Searching for a Plastic-Free, Zero-Waste Dental Floss

For ten years, I’ve been searching for the perfect plastic-free dental floss.  Back when I wrote my first dental floss post, the greenest choices were either biodegradable silk floss in rigid plastic containers (I’m looking at you, Radius) or non-biodegradable Eco-Dent nylon floss in a cardboard box.  (Some brands like Tom’s of Maine or Radius seemed to come in cardboard boxes but actually included a hard plastic dispenser inside the box.)  There was no biodegradable floss in plastic-free packaging.

Times have changed.

Recently, I discovered two more promising brands of floss — one that is plastic-free and another that is both plastic-free and refillable!  Here’s a rundown, comparing Eco-Dent in a cardboard box, Le Negri in a metal tin, and Dental Lace in a refillable glass container, as well as a few more options at the bottom of the post.

plastic-free dental floss options

The Winner:  Dental Lace refillable floss

Dental Lace is the winner not only because it’s the only refillable floss I’ve found, but also because the owner is so responsive to customer feedback.  Read the whole story, and you’ll see what I mean:

Four months ago, I received an email from Jodi Breau, owner of Dental Lace, Inc. in Cape Elizabeth, Maine.  She wanted to send me a sample of her new “fashionable” glass and stainless steel refillable dental floss container with refills of 100% Mulberry Silk Floss in recycled paperboard packaging.  She wrote, “Fashionable because the other stuff is ugly. Refillable because the other stuff creates a huge amount of ugly waste. We are doing our part to eliminate ugly plastic dental floss waste.”
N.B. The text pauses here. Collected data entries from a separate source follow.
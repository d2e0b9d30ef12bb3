use super::model::Place;

/// Case-insensitive literal substring match of `query` (already trimmed) in `name`
pub fn matches_query(name: &str, query: &str) -> bool {
    name.to_lowercase().contains(&query.to_lowercase())
}

/// Places whose name contains the trimmed query, or all places when the query
/// is blank
pub fn filter_places(places: &[Place], query: &str) -> Vec<Place> {
    let query = query.trim();
    if query.is_empty() {
        return places.to_vec();
    }
    places
        .iter()
        .filter(|place| matches_query(&place.name, query))
        .cloned()
        .collect()
}
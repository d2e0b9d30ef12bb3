use crate::contexts::ListPanelContext;
use crate::Route;
use dioxus::prelude::*;

const NAVBAR_CSS: Asset = asset!("/assets/styling/navbar.css");

#[component]
pub fn Navbar() -> Element {
    let mut panel = use_context::<ListPanelContext>();
    let expanded = (panel.is_open)();

    rsx! {
        document::Link { rel: "stylesheet", href: NAVBAR_CSS }

        div { class: "layout-container",
            header { class: "app-header",
                button {
                    class: "menu-toggle",
                    r#type: "button",
                    "aria-label": "Toggle places list",
                    "aria-expanded": "{expanded}",
                    "aria-controls": "placelistview",
                    onclick: move |_| panel.toggle(),
                    "☰"
                }
                h1 { class: "app-title", "Neighborhood Map" }
            }
            div {
                class: "main-content",
                Outlet::<Route> {}
            }
        }
    }
}
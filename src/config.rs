use std::path::{Path, PathBuf};

/// Where a column's replacement columns land in the row.
#[derive(Debug, Clone, Copy, PartialEq, Eq, Default)]
pub enum Placement {
    /// After every untouched column, in expansion order. This is the
    /// historical layout of the tool's output.
    #[default]
    Append,
    /// At the removed column's position.
    InPlace,
}

/// Run-wide configuration, built once and passed into the pipeline entry
/// point.
#[derive(Debug, Clone)]
pub struct SplitConfig {
    pub source_dir: PathBuf,
    pub dest_dir: PathBuf,
    /// Extension (without the dot) a source file must carry.
    pub file_extension: String,
    /// Prepended to the input file name to form the output file name.
    pub output_prefix: String,
    /// How many leading rows shape inference examines. `None` scans all
    /// rows, which makes the strict expansion pass unable to fail on a
    /// well-formed file.
    pub sample_rows: Option<usize>,
    pub placement: Placement,
}

impl SplitConfig {
    pub fn new(source_dir: impl Into<PathBuf>, dest_dir: impl Into<PathBuf>) -> Self {
        Self {
            source_dir: source_dir.into(),
            dest_dir: dest_dir.into(),
            file_extension: "csv".to_string(),
            output_prefix: "Splitted_".to_string(),
            sample_rows: None,
            placement: Placement::default(),
        }
    }

    /// Output path for one input file: `{dest_dir}/{prefix}{file_name}`.
    pub fn output_path(&self, input: &Path) -> PathBuf {
        let name = input
            .file_name()
            .map(|n| n.to_string_lossy().into_owned())
            .unwrap_or_default();
        self.dest_dir
            .join(format!("{}{}", self.output_prefix, name))
    }
}
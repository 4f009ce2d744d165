use serde_json::{json, Value};
use ttx_core::{
    build_schedule, GenerationSource, ScenarioConfig, ScenarioStatus, Severity, SimConfig, Urgency,
};
use ttx_events::PlanError;
use ttx_runtime::{generate_scenario, OfflineProvider, RuntimeError, StaticPlan};

fn scenario() -> ScenarioConfig {
    ScenarioConfig {
        scenario_type: "Category 4 Hurricane".into(),
        location: "Galveston".into(),
        severity: "major".into(),
        population: 55_000,
        agents: Some(20),
        time: Some("2025-09-10T00:00Z".into()),
    }
}

fn plan(periods: u32) -> Value {
    let schedule = build_schedule(periods, -120, &Default::default());
    let items: Vec<Value> = schedule
        .iter()
        .map(|p| {
            json!({
                "periodNumber": p.period_number,
                "phase": p.phase.as_str().to_uppercase(),
                "injects": [
                    {"type": "weather_update", "title": "Advisory", "severity": "SEVERE"},
                    {"type": "media", "title": "Press conference", "severity": "moderate"},
                    "Gas lines reported on Broadway"
                ],
                "eocActions": [
                    {"actionType": "evacuation_order", "zone": "Zone A", "details": "Leave the island"}
                ]
            })
        })
        .collect();
    json!({ "actionPlan": { "periods": items } })
}

#[test]
fn valid_external_plan_is_used() {
    let provider = StaticPlan::new("fixture", plan(12).to_string());
    let r = generate_scenario(&scenario(), &SimConfig::default(), Some(&provider)).expect("plan");
    assert_eq!(r.ttx_script.source, GenerationSource::External);
    assert_eq!(r.status, ScenarioStatus::Completed);
    let p1 = &r.period_results[0];
    assert_eq!(p1.injects.len(), 3);
    assert_eq!(p1.injects[0].severity, Severity::High);
    assert_eq!(p1.injects[1].severity, Severity::Medium);
    assert_eq!(p1.injects[2].title, "Gas lines reported on Broadway");
    // urgency filled from the phase rule
    assert_eq!(p1.eoc_actions[0].urgency, Some(Urgency::Voluntary));
    assert_eq!(r.period_results[5].eoc_actions[0].urgency, Some(Urgency::Mandatory));
}

#[test]
fn wrong_period_count_is_rejected() {
    let sim = SimConfig {
        period_count: 13,
        ..SimConfig::default()
    };
    let provider = StaticPlan::new("fixture", plan(12).to_string());
    let err = generate_scenario(&scenario(), &sim, Some(&provider)).unwrap_err();
    assert!(matches!(
        err,
        RuntimeError::Plan(PlanError::WrongPeriodCount {
            expected: 13,
            found: 12
        })
    ));
}

#[test]
fn missing_eoc_actions_is_rejected() {
    let mut payload = plan(12);
    payload["actionPlan"]["periods"][3]
        .as_object_mut()
        .expect("object")
        .remove("eocActions");
    let provider = StaticPlan::new("fixture", payload.to_string());
    let err = generate_scenario(&scenario(), &SimConfig::default(), Some(&provider)).unwrap_err();
    assert!(matches!(err, RuntimeError::Plan(PlanError::MissingField { position: 4, .. })));
}

#[test]
fn unavailable_backend_degrades_to_templates() {
    let r = generate_scenario(&scenario(), &SimConfig::default(), Some(&OfflineProvider))
        .expect("fallback");
    assert_eq!(r.status, ScenarioStatus::Degraded);
    assert_eq!(r.ttx_script.source, GenerationSource::Template);
    assert_eq!(r.period_results.len(), 12);
    assert!(r.period_results.iter().all(|p| !p.injects.is_empty()));
}
//! Operational-period schedule builder.
//!
//! Every generator in the workspace obtains phases through
//! [`phase_for_period`], so a scenario never mixes two bucketing rules.

use crate::{HourOffset, OperationalPeriod, Phase, PhasePolicy};

/// Length of one operational period.
pub const PERIOD_HOURS: i32 = 12;

/// Phase for the 0-based `index` of a schedule with `total` periods.
pub fn phase_for_period(policy: &PhasePolicy, index: u32, total: u32) -> Phase {
    match policy {
        PhasePolicy::Proportional {
            thresholds,
            denominator,
        } => {
            let total = u64::from(total.max(1));
            let scaled = u64::from(index) * u64::from(*denominator);
            let reached = thresholds
                .iter()
                .filter(|t| scaled >= u64::from(**t) * total)
                .count();
            Phase::ALL[reached.min(3)]
        }
        PhasePolicy::FixedList { phases } => phases
            .get(index as usize)
            .or_else(|| phases.last())
            .copied()
            .unwrap_or(Phase::Planning),
    }
}

/// Build `count` contiguous 12-hour periods starting at `base_hour_offset`.
pub fn build_schedule(
    count: u32,
    base_hour_offset: i32,
    policy: &PhasePolicy,
) -> Vec<OperationalPeriod> {
    (0..count)
        .map(|i| {
            let start = HourOffset(base_hour_offset + i as i32 * PERIOD_HOURS);
            let end = start.plus(PERIOD_HOURS);
            let phase = phase_for_period(policy, i, count);
            let mut phase_name = phase.as_str().to_string();
            if let Some(first) = phase_name.get_mut(0..1) {
                first.make_ascii_uppercase();
            }
            OperationalPeriod {
                period_number: i + 1,
                start_time: start,
                end_time: end,
                phase,
                label: format!("Period {}: {} to {} ({})", i + 1, start, end, phase_name),
            }
        })
        .collect()
}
I was psyched to try it out!  However, there was one catch.  The refills were packaged in little plastic bags.

So I wrote back, “I’m wondering if it’s possible for you to package the refills in a plastic-free bag.  That looks like the only plastic involved. Let me know your thoughts.”  It was worth a try, right?

Jodi responded right away.  “Right now the refills are shipped in a poly bag.  Soon we’ll be packaging refills in a biodegradable bag.  I had some kind of brain cramp the day I ordered the poly bags.  Right now we’re encouraging people to reuse the bags until we get better ones.”

In less than a month, Jodi switched to compostable Eco Clear bags and sent me another sample to try.

I thought it was great.  Not only was the packaging nearly plastic-free (there is a plastic label on the glass container, which Jodi says is there to prevent the glass from shattering if it is dropped) but the floss is natural silk, and there is no plastic spool inside, as there is with Eco-Dent.

So, I wrote to my friends Jay and Chantal at Life Without Plastic to tell them about this new floss and see if they’d be interested in stocking it in their online store.  Chantal was very excited and contacted Jodi to place an order.  A few weeks later, as Chantal was creating her store listing for Dental Lace, she noticed the ingredients listed “microcrystalline wax.”  Not knowing what that was, she Googled it and discovered that according to Wikipedia, “Microcrystalline waxes are a type of wax produced by de-oiling petrolatum, as part of the petroleum refining process.”

Chantal decided not to carry the floss after all.  She wrote me, “I’ve removed the item from the website. It doesn’t seem to make sense to encourage people not to use petroleum-based plastic, but then send across the message that dental floss waxed with petroleum-based paraffin is okay to use in one’s mouth.”

As for myself, I was unsure how to feel about it.  I mean, I was already using Eco-Dent floss, which is petroleum-based nylon.  A silk floss in a refillable container has got to be better, even if it’s coated with petroleum-based wax, right?  Or is it better?  I mean, the wax is going to rub off in your mouth; the nylon, not so much.  So I did nothing for a while.  And then, I got a message from Jodi that thanks to input from Chantal, she had changed her product once again, choosing instead to coat the floss with vegetable-based candelilla wax.  It’s more expensive, but she really wants to offer the most eco-friendly floss on the planet.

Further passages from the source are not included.